--- GOAL OF THE EXERCISE ---
Begin at the line below that has "composite Fusion rule." and stop after the line that has "OPAL history length.". Please restate only those lines, word for word.

--- SOURCE DATA ---
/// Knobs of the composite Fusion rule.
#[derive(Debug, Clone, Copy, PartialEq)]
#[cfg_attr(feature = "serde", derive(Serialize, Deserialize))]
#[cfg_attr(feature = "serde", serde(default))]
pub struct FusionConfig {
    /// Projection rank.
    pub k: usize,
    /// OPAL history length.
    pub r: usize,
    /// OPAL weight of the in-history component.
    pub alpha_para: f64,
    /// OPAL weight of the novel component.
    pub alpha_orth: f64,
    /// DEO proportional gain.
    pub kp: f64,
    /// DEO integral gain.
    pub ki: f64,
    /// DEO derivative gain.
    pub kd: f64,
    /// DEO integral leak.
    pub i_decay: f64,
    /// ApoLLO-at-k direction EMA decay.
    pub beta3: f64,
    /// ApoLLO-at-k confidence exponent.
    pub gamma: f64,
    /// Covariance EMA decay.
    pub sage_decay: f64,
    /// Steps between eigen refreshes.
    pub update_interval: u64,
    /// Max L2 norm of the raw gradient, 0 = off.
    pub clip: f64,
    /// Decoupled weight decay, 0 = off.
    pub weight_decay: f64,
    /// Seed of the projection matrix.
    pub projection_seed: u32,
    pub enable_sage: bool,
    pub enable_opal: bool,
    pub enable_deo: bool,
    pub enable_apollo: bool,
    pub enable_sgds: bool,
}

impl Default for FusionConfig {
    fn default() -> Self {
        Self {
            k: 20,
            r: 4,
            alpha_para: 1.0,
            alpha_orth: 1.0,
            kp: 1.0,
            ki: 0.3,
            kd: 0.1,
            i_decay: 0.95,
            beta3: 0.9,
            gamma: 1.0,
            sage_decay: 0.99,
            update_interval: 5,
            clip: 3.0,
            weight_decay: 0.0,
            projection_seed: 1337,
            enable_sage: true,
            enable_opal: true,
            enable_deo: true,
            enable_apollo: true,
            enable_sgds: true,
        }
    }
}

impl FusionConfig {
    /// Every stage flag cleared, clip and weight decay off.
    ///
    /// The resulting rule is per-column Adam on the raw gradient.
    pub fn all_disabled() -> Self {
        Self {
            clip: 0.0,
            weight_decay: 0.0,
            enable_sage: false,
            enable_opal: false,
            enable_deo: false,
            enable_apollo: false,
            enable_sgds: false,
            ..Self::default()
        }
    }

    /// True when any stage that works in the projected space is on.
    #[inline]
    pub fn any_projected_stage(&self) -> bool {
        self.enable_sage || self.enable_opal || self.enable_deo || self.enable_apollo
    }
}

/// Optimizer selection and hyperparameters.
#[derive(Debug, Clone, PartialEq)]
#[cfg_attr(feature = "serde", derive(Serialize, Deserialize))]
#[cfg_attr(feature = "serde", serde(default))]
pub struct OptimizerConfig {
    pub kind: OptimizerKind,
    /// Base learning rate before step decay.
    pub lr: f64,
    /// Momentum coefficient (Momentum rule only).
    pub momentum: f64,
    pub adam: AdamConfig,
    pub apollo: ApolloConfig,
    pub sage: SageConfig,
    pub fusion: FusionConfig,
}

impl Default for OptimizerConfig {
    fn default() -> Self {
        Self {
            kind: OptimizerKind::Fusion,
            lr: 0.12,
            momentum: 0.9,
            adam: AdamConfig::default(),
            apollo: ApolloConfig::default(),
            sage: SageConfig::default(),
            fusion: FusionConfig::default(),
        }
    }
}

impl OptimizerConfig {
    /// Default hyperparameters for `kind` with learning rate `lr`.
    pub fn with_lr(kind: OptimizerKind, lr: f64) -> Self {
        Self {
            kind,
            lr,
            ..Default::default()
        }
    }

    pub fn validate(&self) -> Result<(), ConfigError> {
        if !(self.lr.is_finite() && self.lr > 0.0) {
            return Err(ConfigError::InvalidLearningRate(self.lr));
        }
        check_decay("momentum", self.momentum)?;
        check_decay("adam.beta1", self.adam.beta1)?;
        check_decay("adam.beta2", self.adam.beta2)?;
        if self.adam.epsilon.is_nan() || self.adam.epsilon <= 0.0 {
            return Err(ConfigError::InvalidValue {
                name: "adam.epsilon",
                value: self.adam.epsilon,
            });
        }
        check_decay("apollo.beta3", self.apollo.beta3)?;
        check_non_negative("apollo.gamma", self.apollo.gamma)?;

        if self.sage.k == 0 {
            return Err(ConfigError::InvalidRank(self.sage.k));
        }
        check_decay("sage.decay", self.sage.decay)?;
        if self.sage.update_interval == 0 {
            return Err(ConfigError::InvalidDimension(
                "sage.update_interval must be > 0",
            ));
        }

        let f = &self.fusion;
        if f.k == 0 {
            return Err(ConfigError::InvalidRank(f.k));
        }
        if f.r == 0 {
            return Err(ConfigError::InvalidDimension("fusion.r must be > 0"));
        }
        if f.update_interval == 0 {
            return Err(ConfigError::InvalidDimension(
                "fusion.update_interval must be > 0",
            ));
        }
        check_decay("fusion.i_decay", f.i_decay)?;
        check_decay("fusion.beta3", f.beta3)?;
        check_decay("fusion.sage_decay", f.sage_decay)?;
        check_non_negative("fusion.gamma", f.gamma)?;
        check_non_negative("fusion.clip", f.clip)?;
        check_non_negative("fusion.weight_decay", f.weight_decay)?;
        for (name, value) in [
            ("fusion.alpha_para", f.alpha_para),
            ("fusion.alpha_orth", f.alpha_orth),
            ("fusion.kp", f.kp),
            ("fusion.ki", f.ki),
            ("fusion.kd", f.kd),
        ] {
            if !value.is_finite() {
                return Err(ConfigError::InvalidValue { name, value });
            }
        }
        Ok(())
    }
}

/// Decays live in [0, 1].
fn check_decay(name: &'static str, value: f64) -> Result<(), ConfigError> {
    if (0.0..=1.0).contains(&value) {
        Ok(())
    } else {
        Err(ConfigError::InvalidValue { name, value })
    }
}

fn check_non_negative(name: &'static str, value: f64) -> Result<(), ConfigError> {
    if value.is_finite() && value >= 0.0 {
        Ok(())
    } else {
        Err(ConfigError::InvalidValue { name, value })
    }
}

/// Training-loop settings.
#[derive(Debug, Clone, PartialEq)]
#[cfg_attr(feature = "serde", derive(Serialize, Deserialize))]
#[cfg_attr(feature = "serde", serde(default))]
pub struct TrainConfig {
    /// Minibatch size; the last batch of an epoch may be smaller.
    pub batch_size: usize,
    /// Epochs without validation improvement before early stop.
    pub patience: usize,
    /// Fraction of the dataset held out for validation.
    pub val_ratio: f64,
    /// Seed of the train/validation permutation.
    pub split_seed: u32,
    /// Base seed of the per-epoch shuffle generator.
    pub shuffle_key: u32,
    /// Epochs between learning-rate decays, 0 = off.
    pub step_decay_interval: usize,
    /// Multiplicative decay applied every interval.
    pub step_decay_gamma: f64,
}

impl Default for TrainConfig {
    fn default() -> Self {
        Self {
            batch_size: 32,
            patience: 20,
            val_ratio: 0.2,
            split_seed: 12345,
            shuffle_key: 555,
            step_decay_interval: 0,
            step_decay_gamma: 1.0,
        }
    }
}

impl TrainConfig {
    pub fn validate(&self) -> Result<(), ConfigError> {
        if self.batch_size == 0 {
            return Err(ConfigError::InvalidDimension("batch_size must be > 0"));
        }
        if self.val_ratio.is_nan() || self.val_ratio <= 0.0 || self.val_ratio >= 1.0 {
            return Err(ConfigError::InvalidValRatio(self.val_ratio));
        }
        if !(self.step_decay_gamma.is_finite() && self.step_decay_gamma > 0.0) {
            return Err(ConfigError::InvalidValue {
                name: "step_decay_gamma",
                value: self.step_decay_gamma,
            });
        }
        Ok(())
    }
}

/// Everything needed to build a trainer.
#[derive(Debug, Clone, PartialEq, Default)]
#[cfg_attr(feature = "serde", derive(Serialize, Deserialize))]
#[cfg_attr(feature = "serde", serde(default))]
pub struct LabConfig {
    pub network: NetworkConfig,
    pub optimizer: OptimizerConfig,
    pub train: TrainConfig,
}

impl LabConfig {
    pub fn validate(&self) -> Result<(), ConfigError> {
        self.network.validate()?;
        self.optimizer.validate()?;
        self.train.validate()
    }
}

--

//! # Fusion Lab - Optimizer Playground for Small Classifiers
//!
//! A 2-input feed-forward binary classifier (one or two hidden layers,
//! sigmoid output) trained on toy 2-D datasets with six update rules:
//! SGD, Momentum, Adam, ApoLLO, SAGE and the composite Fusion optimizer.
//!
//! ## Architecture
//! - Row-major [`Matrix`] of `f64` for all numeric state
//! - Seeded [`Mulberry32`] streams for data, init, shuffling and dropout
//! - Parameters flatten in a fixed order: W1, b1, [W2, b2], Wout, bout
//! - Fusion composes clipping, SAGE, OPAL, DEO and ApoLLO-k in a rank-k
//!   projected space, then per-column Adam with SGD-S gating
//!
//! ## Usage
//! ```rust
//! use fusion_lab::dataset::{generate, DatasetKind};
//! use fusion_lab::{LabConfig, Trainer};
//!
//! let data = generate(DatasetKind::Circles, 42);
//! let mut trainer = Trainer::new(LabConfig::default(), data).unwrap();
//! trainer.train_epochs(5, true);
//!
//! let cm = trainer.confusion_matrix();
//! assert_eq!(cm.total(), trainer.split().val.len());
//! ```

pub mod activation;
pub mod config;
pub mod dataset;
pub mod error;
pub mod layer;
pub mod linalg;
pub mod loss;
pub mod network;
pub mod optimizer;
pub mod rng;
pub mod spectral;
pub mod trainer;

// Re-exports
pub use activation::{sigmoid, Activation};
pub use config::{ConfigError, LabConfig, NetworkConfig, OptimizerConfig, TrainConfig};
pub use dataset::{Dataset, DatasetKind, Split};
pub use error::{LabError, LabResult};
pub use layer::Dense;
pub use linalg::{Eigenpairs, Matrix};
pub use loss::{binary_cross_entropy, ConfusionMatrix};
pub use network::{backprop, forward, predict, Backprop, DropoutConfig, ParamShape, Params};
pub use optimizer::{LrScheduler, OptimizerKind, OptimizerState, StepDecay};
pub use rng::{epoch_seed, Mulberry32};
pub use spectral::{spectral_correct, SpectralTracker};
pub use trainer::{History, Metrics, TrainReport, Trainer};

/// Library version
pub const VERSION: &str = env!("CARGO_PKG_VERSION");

---

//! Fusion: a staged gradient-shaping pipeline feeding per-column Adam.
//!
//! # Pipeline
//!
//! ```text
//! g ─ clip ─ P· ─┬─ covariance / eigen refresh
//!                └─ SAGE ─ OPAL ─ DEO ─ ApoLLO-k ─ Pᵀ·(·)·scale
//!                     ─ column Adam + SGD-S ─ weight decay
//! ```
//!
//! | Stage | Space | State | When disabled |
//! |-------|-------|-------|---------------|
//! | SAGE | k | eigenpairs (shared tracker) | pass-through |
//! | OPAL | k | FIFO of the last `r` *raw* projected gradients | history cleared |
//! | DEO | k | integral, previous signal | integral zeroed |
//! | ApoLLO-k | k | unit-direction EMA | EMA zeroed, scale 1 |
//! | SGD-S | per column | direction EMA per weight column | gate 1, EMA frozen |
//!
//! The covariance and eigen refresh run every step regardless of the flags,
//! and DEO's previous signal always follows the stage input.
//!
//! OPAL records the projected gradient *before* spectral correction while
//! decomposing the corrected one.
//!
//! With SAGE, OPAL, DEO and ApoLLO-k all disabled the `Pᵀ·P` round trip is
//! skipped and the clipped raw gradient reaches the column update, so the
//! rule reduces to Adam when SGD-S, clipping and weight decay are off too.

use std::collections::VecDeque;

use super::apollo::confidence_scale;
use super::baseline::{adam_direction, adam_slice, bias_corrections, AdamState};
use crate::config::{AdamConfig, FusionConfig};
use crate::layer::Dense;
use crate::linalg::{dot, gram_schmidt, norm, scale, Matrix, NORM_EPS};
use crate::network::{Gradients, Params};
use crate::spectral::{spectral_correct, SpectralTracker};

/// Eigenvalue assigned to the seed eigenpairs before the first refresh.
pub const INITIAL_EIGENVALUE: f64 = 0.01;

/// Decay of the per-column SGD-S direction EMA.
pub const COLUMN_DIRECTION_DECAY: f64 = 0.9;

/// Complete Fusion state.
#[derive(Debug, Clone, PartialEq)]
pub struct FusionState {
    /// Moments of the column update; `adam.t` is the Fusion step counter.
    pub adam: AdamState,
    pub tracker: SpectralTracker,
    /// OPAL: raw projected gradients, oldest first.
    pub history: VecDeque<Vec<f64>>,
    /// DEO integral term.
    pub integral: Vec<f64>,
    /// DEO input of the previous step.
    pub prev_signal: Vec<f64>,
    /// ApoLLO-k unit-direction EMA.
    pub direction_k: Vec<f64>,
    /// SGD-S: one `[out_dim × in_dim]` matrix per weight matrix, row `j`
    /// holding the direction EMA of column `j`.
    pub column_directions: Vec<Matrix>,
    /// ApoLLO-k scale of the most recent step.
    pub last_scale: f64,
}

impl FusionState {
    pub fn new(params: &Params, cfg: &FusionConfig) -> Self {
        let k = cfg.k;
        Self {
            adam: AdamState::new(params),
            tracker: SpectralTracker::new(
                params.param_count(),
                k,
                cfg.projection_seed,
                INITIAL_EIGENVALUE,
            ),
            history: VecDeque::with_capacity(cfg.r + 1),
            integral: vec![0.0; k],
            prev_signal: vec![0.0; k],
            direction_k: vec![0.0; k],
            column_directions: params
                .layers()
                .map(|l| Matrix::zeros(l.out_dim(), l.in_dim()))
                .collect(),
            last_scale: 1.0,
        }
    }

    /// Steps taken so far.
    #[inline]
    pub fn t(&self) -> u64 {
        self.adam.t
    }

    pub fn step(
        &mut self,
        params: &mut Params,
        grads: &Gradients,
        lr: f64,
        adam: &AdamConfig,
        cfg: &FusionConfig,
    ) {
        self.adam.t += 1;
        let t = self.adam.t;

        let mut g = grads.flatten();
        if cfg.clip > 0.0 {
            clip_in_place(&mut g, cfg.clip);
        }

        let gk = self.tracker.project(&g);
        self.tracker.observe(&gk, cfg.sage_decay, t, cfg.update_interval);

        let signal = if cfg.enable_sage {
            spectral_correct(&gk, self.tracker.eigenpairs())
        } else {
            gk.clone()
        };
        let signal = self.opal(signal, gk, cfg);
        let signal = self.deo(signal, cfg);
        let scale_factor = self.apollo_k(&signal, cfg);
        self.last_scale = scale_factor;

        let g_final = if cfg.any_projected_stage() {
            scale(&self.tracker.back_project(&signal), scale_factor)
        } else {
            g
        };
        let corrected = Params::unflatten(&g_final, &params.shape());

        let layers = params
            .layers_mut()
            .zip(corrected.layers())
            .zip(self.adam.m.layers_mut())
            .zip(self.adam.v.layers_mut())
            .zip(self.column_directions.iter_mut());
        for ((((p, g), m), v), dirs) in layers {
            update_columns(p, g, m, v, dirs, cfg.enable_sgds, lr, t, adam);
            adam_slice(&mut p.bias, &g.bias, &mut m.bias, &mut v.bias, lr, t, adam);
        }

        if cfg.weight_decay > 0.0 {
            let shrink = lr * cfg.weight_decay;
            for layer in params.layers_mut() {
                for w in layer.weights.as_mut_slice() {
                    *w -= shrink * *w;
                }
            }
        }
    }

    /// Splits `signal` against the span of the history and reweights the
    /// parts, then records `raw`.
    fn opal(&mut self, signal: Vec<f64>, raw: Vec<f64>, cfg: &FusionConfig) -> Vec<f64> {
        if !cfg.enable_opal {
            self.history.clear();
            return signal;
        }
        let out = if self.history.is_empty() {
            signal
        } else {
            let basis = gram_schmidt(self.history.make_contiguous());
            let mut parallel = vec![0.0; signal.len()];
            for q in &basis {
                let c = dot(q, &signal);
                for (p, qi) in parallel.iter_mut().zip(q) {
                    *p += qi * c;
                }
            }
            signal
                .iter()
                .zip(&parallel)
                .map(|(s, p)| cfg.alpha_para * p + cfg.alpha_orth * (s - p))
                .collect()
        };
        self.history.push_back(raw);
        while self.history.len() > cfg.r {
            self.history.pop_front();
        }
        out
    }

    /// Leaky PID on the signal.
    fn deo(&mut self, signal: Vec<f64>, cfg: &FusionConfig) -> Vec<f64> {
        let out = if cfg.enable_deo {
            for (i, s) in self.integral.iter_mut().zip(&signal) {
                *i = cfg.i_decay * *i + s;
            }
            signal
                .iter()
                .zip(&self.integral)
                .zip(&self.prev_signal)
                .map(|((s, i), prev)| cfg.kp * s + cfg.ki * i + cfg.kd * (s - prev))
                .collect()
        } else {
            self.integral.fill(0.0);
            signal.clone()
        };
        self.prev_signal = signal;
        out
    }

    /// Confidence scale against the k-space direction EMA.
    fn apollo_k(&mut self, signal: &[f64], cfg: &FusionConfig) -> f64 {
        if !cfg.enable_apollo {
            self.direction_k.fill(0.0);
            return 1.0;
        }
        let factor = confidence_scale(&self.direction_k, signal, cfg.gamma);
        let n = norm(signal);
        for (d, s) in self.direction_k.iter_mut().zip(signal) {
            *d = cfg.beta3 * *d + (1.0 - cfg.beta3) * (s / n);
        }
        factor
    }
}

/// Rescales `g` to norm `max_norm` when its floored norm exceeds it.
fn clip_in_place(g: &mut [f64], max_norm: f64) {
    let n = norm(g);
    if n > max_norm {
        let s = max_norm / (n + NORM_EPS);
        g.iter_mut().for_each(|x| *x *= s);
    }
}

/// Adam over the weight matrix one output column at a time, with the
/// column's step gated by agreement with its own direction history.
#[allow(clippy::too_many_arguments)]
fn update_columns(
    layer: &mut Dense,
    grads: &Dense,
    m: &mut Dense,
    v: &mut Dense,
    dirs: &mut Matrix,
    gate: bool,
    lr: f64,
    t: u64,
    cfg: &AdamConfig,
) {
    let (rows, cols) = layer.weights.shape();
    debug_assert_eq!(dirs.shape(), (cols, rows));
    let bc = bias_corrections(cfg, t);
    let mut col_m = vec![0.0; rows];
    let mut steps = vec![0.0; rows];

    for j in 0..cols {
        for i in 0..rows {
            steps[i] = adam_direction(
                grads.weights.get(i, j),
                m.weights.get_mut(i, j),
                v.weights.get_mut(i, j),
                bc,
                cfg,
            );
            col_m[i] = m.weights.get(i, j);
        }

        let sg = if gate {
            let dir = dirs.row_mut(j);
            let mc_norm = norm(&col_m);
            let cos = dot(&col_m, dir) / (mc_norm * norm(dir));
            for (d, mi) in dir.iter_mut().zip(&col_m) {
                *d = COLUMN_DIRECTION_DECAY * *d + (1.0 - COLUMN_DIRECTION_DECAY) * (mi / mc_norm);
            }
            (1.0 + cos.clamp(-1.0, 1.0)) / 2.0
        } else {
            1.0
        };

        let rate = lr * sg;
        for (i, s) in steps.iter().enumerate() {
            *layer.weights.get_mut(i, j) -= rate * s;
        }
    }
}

--- RESPONSE TO THIS TASK ---
/// Knobs of the composite Fusion rule.
#[derive(Debug, Clone, Copy, PartialEq)]
#[cfg_attr(feature = "serde", derive(Serialize, Deserialize))]
#[cfg_attr(feature = "serde", serde(default))]
pub struct FusionConfig {
    /// Projection rank.
    pub k: usize,
    /// OPAL history length.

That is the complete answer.